(Work request): From the listing below, copy only the lines from the line that contains "right after it." to the line that contains "Ok(resp) => resp", counting those two lines as part of the copy.

▶

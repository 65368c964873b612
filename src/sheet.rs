use std::path::PathBuf;

use thiserror::Error;

use crate::base::{PriceField, PriceRecord, PLACEHOLDER};

pub mod workbook;
pub mod writer;

pub use workbook::Workbook;
pub use writer::{ensure_file_exists, try_write, write};

/// Row reserved for a header. Item rows start right after it.
pub const HEADER_ROW: u32 = 1;
pub const NAME_COLUMN: u32 = 1;
/// Last row an xlsx worksheet can hold
pub const MAX_ROW: u32 = 1_048_576;

#[derive(Debug, Error)]
pub enum SheetError {
    #[error("Could not locate file {}", .0.display())]
    NotFound(PathBuf),
    #[error("Could not load workbook {}: {source}", .path.display())]
    Read { path: PathBuf, source: umya_spreadsheet::reader::xlsx::XlsxError },
    #[error("Workbook {} has no worksheet", .0.display())]
    NoWorksheet(PathBuf),
    #[error("Entry {position} at offset {offset} is past the last worksheet row")]
    RowOutOfRange { offset: usize, position: usize },
    #[error("Could not save workbook {}: {source}", .path.display())]
    Write { path: PathBuf, source: umya_spreadsheet::writer::xlsx::XlsxError },
}

/// Text written for `field`, or the placeholder when the record lacks it
pub fn cell_value(record: &PriceRecord, field: PriceField) -> &str {
    record.get(field).unwrap_or(PLACEHOLDER)
}

/// 1-based row of the `position`-th written entry, `None` past `MAX_ROW`
pub fn row_for(offset: usize, position: usize) -> Option<u32> {
    let row = offset
        .checked_add(position)?
        .checked_add(HEADER_ROW as usize + 1)?;
    u32::try_from(row).ok().filter(|row| *row <= MAX_ROW)
}
use std::time::Duration;

use tracing::debug;

use super::{MarketDataError, MarketDataErrorKind, QueryParams, Transport};

/// `ureq` backed transport. One agent is reused for every request of a run.
pub struct HttpTransport {
    agent: ureq::Agent,
}

impl HttpTransport {
    pub fn new(timeout: Duration) -> Self {
        let agent = ureq::AgentBuilder::new()
            .timeout_connect(timeout)
            .timeout_read(timeout)
            .build();
        HttpTransport { agent }
    }
}

impl Transport for HttpTransport {
    fn get(&self, url: &str, query: &QueryParams) -> Result<String, MarketDataError> {
        let request = query
            .iter()
            .fold(self.agent.get(url), |request, (key, value)| request.query(key, value));

        match request.call() {
            Ok(resp) => resp
                .into_string()
                .map_err(|err| MarketDataError(MarketDataErrorKind::Transport(err.to_string()))),
            Err(ureq::Error::Status(code, resp)) => {
                debug!(status = code, status_text = resp.status_text(), "price overview request rejected");
                Err(MarketDataError(MarketDataErrorKind::APIUnavailable(code)))
            }
            Err(err) => Err(MarketDataError(MarketDataErrorKind::Transport(err.to_string()))),
        }
    }
}
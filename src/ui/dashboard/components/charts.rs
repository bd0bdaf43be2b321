//! Environment line chart and pest/disease risk bar chart
//!
//! Each chart is built only when its slot is mounted.

use super::super::state::DashboardState;
use crate::models::{EnvironmentSample, PredictionResult};
use crate::page::SlotId;

use ratatui::Frame;
use ratatui::layout::{Alignment, Constraint, Direction, Layout, Rect};
use ratatui::prelude::{Color, Style};
use ratatui::symbols;
use ratatui::text::Line;
use ratatui::widgets::{
    Axis, Bar, BarChart, BarGroup, Block, BorderType, Borders, Chart, Dataset, GraphType,
    Paragraph,
};

/// Whether any chart slot is mounted.
pub fn has_charts(state: &DashboardState) -> bool {
    state.page.is_mounted(SlotId::EnvironmentChart) || state.page.is_mounted(SlotId::RiskChart)
}

pub fn render_charts(f: &mut Frame, area: Rect, state: &DashboardState) {
    let environment = state.page.is_mounted(SlotId::EnvironmentChart);
    let risk = state.page.is_mounted(SlotId::RiskChart);

    let constraints = match (environment, risk) {
        (true, true) => vec![Constraint::Percentage(60), Constraint::Percentage(40)],
        _ => vec![Constraint::Percentage(100)],
    };
    let chunks = Layout::default()
        .direction(Direction::Horizontal)
        .constraints(constraints)
        .split(area);

    let mut next = chunks.iter().copied();
    if environment {
        if let Some(chunk) = next.next() {
            render_environment_chart(f, chunk, state.latest_environment.as_ref());
        }
    }
    if risk {
        if let Some(chunk) = next.next() {
            render_risk_chart(f, chunk, state.latest_prediction.as_ref());
        }
    }
}

fn chart_block(title: &str) -> Block<'_> {
    Block::default()
        .title(title)
        .borders(Borders::ALL)
        .border_type(BorderType::Rounded)
        .border_style(Style::default().fg(Color::Cyan))
}

fn render_placeholder(f: &mut Frame, area: Rect, title: &str) {
    let placeholder = Paragraph::new("No data yet")
        .alignment(Alignment::Center)
        .style(Style::default().fg(Color::DarkGray))
        .block(chart_block(title));
    f.render_widget(placeholder, area);
}

/// Points `(index, value)` of a series.
fn points(series: &[f64]) -> Vec<(f64, f64)> {
    series
        .iter()
        .enumerate()
        .map(|(i, value)| (i as f64, *value))
        .collect()
}

/// Y bounds covering both series with a little headroom.
fn value_bounds(first: &[f64], second: &[f64]) -> [f64; 2] {
    let values = first.iter().chain(second.iter()).copied();
    let (min, max) = values.fold((f64::MAX, f64::MIN), |(lo, hi), v| (lo.min(v), hi.max(v)));
    if min > max {
        return [0.0, 100.0];
    }
    [(min - 5.0).floor().min(0.0), (max + 5.0).ceil()]
}

fn render_environment_chart(f: &mut Frame, area: Rect, sample: Option<&EnvironmentSample>) {
    const TITLE: &str = "ENVIRONMENT";
    let Some(sample) = sample else {
        render_placeholder(f, area, TITLE);
        return;
    };

    let temperature = points(&sample.temperature);
    let humidity = points(&sample.humidity);
    let len = sample.temperature.len().max(sample.humidity.len()).max(1);
    let bounds = value_bounds(&sample.temperature, &sample.humidity);

    let datasets = vec![
        Dataset::default()
            .name("Temperature °C")
            .marker(symbols::Marker::Braille)
            .graph_type(GraphType::Line)
            .style(Style::default().fg(Color::LightRed))
            .data(&temperature),
        Dataset::default()
            .name("Humidity %")
            .marker(symbols::Marker::Braille)
            .graph_type(GraphType::Line)
            .style(Style::default().fg(Color::LightBlue))
            .data(&humidity),
    ];

    let first_label = sample.timestamps.first().cloned().unwrap_or_default();
    let last_label = sample.timestamps.last().cloned().unwrap_or_default();
    let chart = Chart::new(datasets)
        .block(chart_block(TITLE))
        .x_axis(
            Axis::default()
                .style(Style::default().fg(Color::DarkGray))
                .bounds([0.0, (len - 1).max(1) as f64])
                .labels(vec![first_label, last_label]),
        )
        .y_axis(
            Axis::default()
                .style(Style::default().fg(Color::DarkGray))
                .bounds(bounds)
                .labels(vec![
                    format!("{:.0}", bounds[0]),
                    format!("{:.0}", bounds[1]),
                ]),
        );
    f.render_widget(chart, area);
}

fn render_risk_chart(f: &mut Frame, area: Rect, prediction: Option<&PredictionResult>) {
    const TITLE: &str = "PEST & DISEASE RISK";
    let Some(prediction) = prediction else {
        render_placeholder(f, area, TITLE);
        return;
    };
    let breakdown = prediction.risk_breakdown();
    if breakdown.is_empty() {
        render_placeholder(f, area, TITLE);
        return;
    }

    let bars: Vec<Bar> = breakdown
        .iter()
        .map(|(name, risk)| {
            let percent = (risk * 100.0).round().clamp(0.0, 100.0) as u64;
            let color = match percent {
                0..=39 => Color::Green,
                40..=69 => Color::Yellow,
                _ => Color::Red,
            };
            Bar::default()
                .value(percent)
                .text_value(format!("{}%", percent))
                .label(Line::from(name.replace('_', " ")))
                .style(Style::default().fg(color))
        })
        .collect();

    let chart = BarChart::default()
        .block(chart_block(TITLE))
        .direction(Direction::Horizontal)
        .bar_width(1)
        .bar_gap(1)
        .max(100)
        .data(BarGroup::default().bars(&bars));
    f.render_widget(chart, area);
}
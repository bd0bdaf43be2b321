//! TUI mode execution

use super::{
    SessionData,
    messages::{print_session_exit_success, print_session_shutdown, print_session_starting},
};
use crate::ui;
use crossterm::{
    execute,
    terminal::{EnterAlternateScreen, LeaveAlternateScreen, disable_raw_mode, enable_raw_mode},
};
use ratatui::{Terminal, backend::CrosstermBackend};
use std::{error::Error, io};

/// Runs the application in TUI mode
///
/// Sets up the terminal, runs the UI until the user quits and restores the
/// terminal even when the UI loop fails.
pub async fn run_tui_mode(session: SessionData) -> Result<(), Box<dyn Error>> {
    print_session_starting("TUI", &session.environment);

    // Terminal setup
    enable_raw_mode()?;
    let mut stdout = io::stdout();
    execute!(stdout, EnterAlternateScreen)?;

    let backend = CrosstermBackend::new(stdout);
    let mut terminal = Terminal::new(backend)?;

    let app = ui::App::new(
        session.environment,
        session.controller,
        session.update_receiver,
        session.exporter,
        session.shutdown_sender,
        session.ui_config,
    );

    let result = ui::run(&mut terminal, app).await;

    // Clean up the terminal after running the application
    disable_raw_mode()?;
    execute!(terminal.backend_mut(), LeaveAlternateScreen)?;
    terminal.show_cursor()?;

    result?;

    print_session_shutdown();
    print_session_exit_success();

    Ok(())
}
//! Request numbering and stale response rejection

use std::sync::atomic::{AtomicU64, Ordering};

/// Backend endpoint a request targets. Sequences are independent per endpoint.
#[derive(Debug, Copy, Clone, PartialEq, Eq, Hash, strum::Display)]
pub enum Endpoint {
    Environment,
    Prediction,
}

/// Hands out strictly increasing request numbers, starting at 1.
#[derive(Debug, Default)]
pub struct RequestSequencer {
    environment: AtomicU64,
    prediction: AtomicU64,
}

impl RequestSequencer {
    pub fn new() -> Self {
        Self::default()
    }

    /// Numbers the next request to `endpoint`.
    pub fn next(&self, endpoint: Endpoint) -> u64 {
        self.counter(endpoint).fetch_add(1, Ordering::SeqCst) + 1
    }

    /// Number of the most recently issued request, 0 if none.
    pub fn last_issued(&self, endpoint: Endpoint) -> u64 {
        self.counter(endpoint).load(Ordering::SeqCst)
    }

    fn counter(&self, endpoint: Endpoint) -> &AtomicU64 {
        match endpoint {
            Endpoint::Environment => &self.environment,
            Endpoint::Prediction => &self.prediction,
        }
    }
}

/// Remembers the newest applied request per endpoint.
#[derive(Debug, Clone, Copy, Default, PartialEq, Eq)]
pub struct FreshnessGuard {
    environment: u64,
    prediction: u64,
}

impl FreshnessGuard {
    pub fn new() -> Self {
        Self::default()
    }

    /// Accepts `seq` if it is newer than everything applied so far and records
    /// it. Only call this for responses that are about to be applied.
    pub fn admit(&mut self, endpoint: Endpoint, seq: u64) -> bool {
        let applied = self.applied_mut(endpoint);
        if seq > *applied {
            *applied = seq;
            true
        } else {
            false
        }
    }

    /// Whether a response numbered `seq` would still be accepted.
    pub fn is_fresh(&self, endpoint: Endpoint, seq: u64) -> bool {
        seq > self.last_applied(endpoint)
    }

    pub fn last_applied(&self, endpoint: Endpoint) -> u64 {
        match endpoint {
            Endpoint::Environment => self.environment,
            Endpoint::Prediction => self.prediction,
        }
    }

    fn applied_mut(&mut self, endpoint: Endpoint) -> &mut u64 {
        match endpoint {
            Endpoint::Environment => &mut self.environment,
            Endpoint::Prediction => &mut self.prediction,
        }
    }
}

#[cfg(test)]
mod tests {
    use super::*;

    #[test]
    fn test_sequences_are_per_endpoint() {
        let sequencer = RequestSequencer::new();
        assert_eq!(sequencer.next(Endpoint::Environment), 1);
        assert_eq!(sequencer.next(Endpoint::Environment), 2);
        assert_eq!(sequencer.next(Endpoint::Prediction), 1);
        assert_eq!(sequencer.last_issued(Endpoint::Environment), 2);
    }

    #[test]
    fn test_guard_rejects_older_and_repeated_sequences() {
        let mut guard = FreshnessGuard::new();
        assert!(guard.admit(Endpoint::Environment, 2));
        assert!(!guard.admit(Endpoint::Environment, 1));
        assert!(!guard.admit(Endpoint::Environment, 2));
        assert!(guard.admit(Endpoint::Environment, 3));

        // The other endpoint is unaffected
        assert!(guard.is_fresh(Endpoint::Prediction, 1));
        assert_eq!(guard.last_applied(Endpoint::Environment), 3);
    }
}
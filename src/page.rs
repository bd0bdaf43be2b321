//! Display slots of the dashboard page
//!
//! A [`Page`] holds the slots its layout mounts. Display updates write to a
//! slot only when it is mounted; a missing slot skips that one update and the
//! rest of the cycle carries on.

use crate::models::{BadgeStyle, EnvironmentSample, PredictionResult};
use chrono::{DateTime, Local};
use serde::{Deserialize, Serialize};
use std::collections::BTreeMap;
use strum::IntoEnumIterator;

/// Named display target. The kebab-case names are the ids used in the config file.
#[derive(
    Debug,
    Copy,
    Clone,
    PartialEq,
    Eq,
    Hash,
    PartialOrd,
    Ord,
    Serialize,
    Deserialize,
    strum::Display,
    strum::EnumIter,
)]
#[serde(rename_all = "kebab-case")]
#[strum(serialize_all = "kebab-case")]
pub enum SlotId {
    Temperature,
    Humidity,
    RiskLevel,
    LastUpdate,
    EnvironmentChart,
    RiskChart,
    Search,
    Refresh,
    Export,
}

impl SlotId {
    pub fn all() -> Vec<SlotId> {
        SlotId::iter().collect()
    }
}

#[derive(Debug, Clone, Default, PartialEq, Eq)]
pub struct Slot {
    pub text: Option<String>,
    pub style: BadgeStyle,
}

#[derive(Debug, Clone, PartialEq, Eq)]
pub struct Page {
    slots: BTreeMap<SlotId, Slot>,
}

impl Page {
    pub fn new(mounted: impl IntoIterator<Item = SlotId>) -> Self {
        Self {
            slots: mounted
                .into_iter()
                .map(|id| (id, Slot::default()))
                .collect(),
        }
    }

    pub fn is_mounted(&self, id: SlotId) -> bool {
        self.slots.contains_key(&id)
    }

    pub fn slot(&self, id: SlotId) -> Option<&Slot> {
        self.slots.get(&id)
    }

    pub fn text(&self, id: SlotId) -> Option<&str> {
        self.slots.get(&id)?.text.as_deref()
    }

    /// Writes to a mounted slot. Returns `false` when the slot is missing.
    fn write(&mut self, id: SlotId, text: String, style: BadgeStyle) -> bool {
        match self.slots.get_mut(&id) {
            Some(slot) => {
                slot.text = Some(text);
                slot.style = style;
                true
            }
            None => false,
        }
    }

    /// Shows the latest temperature and humidity. Returns the slots that were
    /// skipped, either unmounted or without a reading.
    pub fn show_environment(&mut self, sample: &EnvironmentSample) -> Vec<SlotId> {
        let readings = [
            (SlotId::Temperature, sample.temperature.last(), "°C"),
            (SlotId::Humidity, sample.humidity.last(), "%"),
        ];

        let mut skipped = Vec::new();
        for (id, value, unit) in readings {
            let written = match value {
                Some(value) => self.write(id, format_reading(*value, unit), BadgeStyle::Neutral),
                None => false,
            };
            if !written {
                skipped.push(id);
            }
        }
        skipped
    }

    /// Shows the risk level badge. Returns the slots that were skipped.
    pub fn show_prediction(&mut self, prediction: &PredictionResult) -> Vec<SlotId> {
        let level = &prediction.risk_level;
        if self.write(
            SlotId::RiskLevel,
            level.as_str().to_string(),
            level.badge_style(),
        ) {
            Vec::new()
        } else {
            vec![SlotId::RiskLevel]
        }
    }

    /// Shows the time of the last refresh. Returns the slots that were skipped.
    pub fn show_last_updated(&mut self, at: DateTime<Local>) -> Vec<SlotId> {
        if self.write(SlotId::LastUpdate, format_time(at), BadgeStyle::Neutral) {
            Vec::new()
        } else {
            vec![SlotId::LastUpdate]
        }
    }
}

pub fn format_reading(value: f64, unit: &str) -> String {
    format!("{:.1}{}", value, unit)
}

/// Local wall-clock time, e.g. `14:05:09`.
pub fn format_time(at: DateTime<Local>) -> String {
    at.format("%H:%M:%S").to_string()
}

#[cfg(test)]
mod tests {
    use super::*;
    use crate::models::RiskLevel;
    use chrono::TimeZone;

    #[test]
    fn test_environment_shows_last_reading_with_units() {
        let mut page = Page::new(SlotId::all());
        let sample = EnvironmentSample::new(vec![18.0, 21.5, 23.5], vec![70.0, 64.0, 61.5]);

        let skipped = page.show_environment(&sample);

        assert!(skipped.is_empty());
        assert_eq!(page.text(SlotId::Temperature), Some("23.5°C"));
        assert_eq!(page.text(SlotId::Humidity), Some("61.5%"));
    }

    #[test]
    fn test_missing_slot_skips_only_that_update() {
        let mut page = Page::new([SlotId::Humidity, SlotId::RiskLevel]);
        let sample = EnvironmentSample::new(vec![20.0], vec![55.0]);

        let skipped = page.show_environment(&sample);

        assert_eq!(skipped, vec![SlotId::Temperature]);
        assert_eq!(page.text(SlotId::Humidity), Some("55.0%"));
        assert!(!page.is_mounted(SlotId::Temperature));
    }

    #[test]
    fn test_empty_series_leaves_previous_value() {
        let mut page = Page::new(SlotId::all());
        page.show_environment(&EnvironmentSample::new(vec![19.0], vec![50.0]));

        let skipped = page.show_environment(&EnvironmentSample::new(vec![], vec![52.0]));

        assert_eq!(skipped, vec![SlotId::Temperature]);
        assert_eq!(page.text(SlotId::Temperature), Some("19.0°C"));
        assert_eq!(page.text(SlotId::Humidity), Some("52.0%"));
    }

    #[test]
    fn test_prediction_sets_badge_text_and_style() {
        let cases = [
            ("low", BadgeStyle::Success),
            ("medium", BadgeStyle::Warning),
            ("high", BadgeStyle::Danger),
            ("severe", BadgeStyle::Neutral),
        ];
        let mut page = Page::new(SlotId::all());
        for (level, style) in cases {
            let prediction = PredictionResult::new(RiskLevel::from(level.to_string()));
            page.show_prediction(&prediction);
            let slot = page.slot(SlotId::RiskLevel).unwrap();
            assert_eq!(slot.text.as_deref(), Some(level));
            assert_eq!(slot.style, style);
        }
    }

    #[test]
    fn test_last_updated_uses_wall_clock_time() {
        let mut page = Page::new(SlotId::all());
        let at = Local.with_ymd_and_hms(2024, 5, 1, 14, 5, 9).unwrap();
        page.show_last_updated(at);
        assert_eq!(page.text(SlotId::LastUpdate), Some("14:05:09"));

        let mut bare = Page::new(Vec::<SlotId>::new());
        assert_eq!(bare.show_last_updated(at), vec![SlotId::LastUpdate]);
    }

    #[test]
    fn test_slot_ids_use_kebab_case() {
        assert_eq!(SlotId::LastUpdate.to_string(), "last-update");
        let parsed: SlotId = serde_json::from_str("\"environment-chart\"").unwrap();
        assert_eq!(parsed, SlotId::EnvironmentChart);
        assert_eq!(SlotId::all().len(), 9);
    }
}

◀

(Result for this task):
/// Row reserved for a header. Item rows start right after it.
pub const HEADER_ROW: u32 = 1;
pub const NAME_COLUMN: u32 = 1;
/// Last row an xlsx worksheet can hold
pub const MAX_ROW: u32 = 1_048_576;

#[derive(Debug, Error)]
pub enum SheetError {
    #[error("Could not locate file {}", .0.display())]
    NotFound(PathBuf),
    #[error("Could not load workbook {}: {source}", .path.display())]
    Read { path: PathBuf, source: umya_spreadsheet::reader::xlsx::XlsxError },
    #[error("Workbook {} has no worksheet", .0.display())]
    NoWorksheet(PathBuf),
    #[error("Entry {position} at offset {offset} is past the last worksheet row")]
    RowOutOfRange { offset: usize, position: usize },
    #[error("Could not save workbook {}: {source}", .path.display())]
    Write { path: PathBuf, source: umya_spreadsheet::writer::xlsx::XlsxError },
}

/// Text written for `field`, or the placeholder when the record lacks it
pub fn cell_value(record: &PriceRecord, field: PriceField) -> &str {
    record.get(field).unwrap_or(PLACEHOLDER)
}

/// 1-based row of the `position`-th written entry, `None` past `MAX_ROW`
pub fn row_for(offset: usize, position: usize) -> Option<u32> {
    let row = offset
        .checked_add(position)?
        .checked_add(HEADER_ROW as usize + 1)?;
    u32::try_from(row).ok().filter(|row| *row <= MAX_ROW)
}
use std::time::Duration;

use tracing::debug;

use super::{MarketDataError, MarketDataErrorKind, QueryParams, Transport};

/// `ureq` backed transport. One agent is reused for every request of a run.
pub struct HttpTransport {
    agent: ureq::Agent,
}

impl HttpTransport {
    pub fn new(timeout: Duration) -> Self {
        let agent = ureq::AgentBuilder::new()
            .timeout_connect(timeout)
            .timeout_read(timeout)
            .build();
        HttpTransport { agent }
    }
}

impl Transport for HttpTransport {
    fn get(&self, url: &str, query: &QueryParams) -> Result<String, MarketDataError> {
        let request = query
            .iter()
            .fold(self.agent.get(url), |request, (key, value)| request.query(key, value));

        match request.call() {
            Ok(resp) => resp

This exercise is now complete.